Batteries are used to bridge short periods without solar power. Solar power is unavailable in LLO when the lander goes into lunar eclipse and on the ground, when mountain peaks at the horizon cover the Sun. Landing operations will also be conducted relying solely on battery power.

=== Propulsion ===
The spacecraft employs three types of engines:
1. Six 220N ATV thrusters operated in pulsed mode to deliver a variable impulse along the descent, as the engine itself has a fixed thrust level, unlike the Descent Propulsion System used on Apollo for example.
2. Five 500N European Apogee Motors.
3. Sixteen small attitude control thrusters
All of the 500 and 220 N engines will be needed to deliver sufficient thrust to decelerate the lander from low lunar orbital velocity for controlled final descent.

=== Navigation ===
The vehicle uses traditional means of navigation during its transfer trajectory to the Moon. This includes employment of an IMU (combined unit of accelerometer and gyroscope), star trackers and Sun sensors. Furthermore, range and Doppler measurements from Earth will help to determine the spacecraft's position and velocity, respectively.

In LLO and during descend, other means of navigation need to be considered. Early study phases identified the need to use high altitude vision-based absolute navigation, along with relative visual navigation. These advanced techniques allow an improvement of the navigation performances, as compared to traditional techniques, such as inertial navigation and Earth-ground-based orbit determination. Furthermore, in order to guarantee soft landing and to reach the start of the approach phase within a tight corridor, an on-board long-range altitude estimate is required, which will be available through a combination of visual navigation and altimeter measurements.

== Science ==
Lunar Lander science objectives have been established in a framework of human exploration preparation. These include detailed investigation of surface parameters of strong significance for future operations on the surface, be they human and/or robotic.
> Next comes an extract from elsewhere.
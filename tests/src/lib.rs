//! Shared helpers for the integration test suites.

pub mod mocks;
A model payload has been identified addressing the following specific topics:
- microscopic properties of dust, including shape and size distribution, and its composition
- plasma and electric field environment on the lunar surface, and the behaviour of dust within that environment
- feasibility of making radio astronomy measurements from the lunar surface
- potential volatile content of regolith (e.g. OH)
- camera package for visual data from the south pole environment
All payloads are either statically accommodated on the lander body, held at a distance from the lander by dedicated booms, or deployed near the lander (1–2m) by a robotic arm. Payloads which analyze samples of regolith close-up will receive small amounts of material gathered from the vicinity of the lander by an acquisition device on the end of the robotic arm.

== Mission status ==
In August 2010, Astrium was selected as prime contractor for the Lunar Lander Phase B1, which includes breadboard activities in the area of propulsion and navigation. Phase B1 follows three feasibility studies conducted in parallel by EADS Astrium, OHB and Thales Alenia Space, which concluded in 2010.

At ESA's Ministerial Council in November 2012, no further funding was allotted for the Lunar Lander project. Germany, being the main contributor, was unable to find sufficient financial support for the program from other member states. The German delegation at the council was led by Peter Hintze, who stated that Germany was willing to contribute 45% of the mission's total cost but was unable to secure financial backing for the remaining 55% from other member states.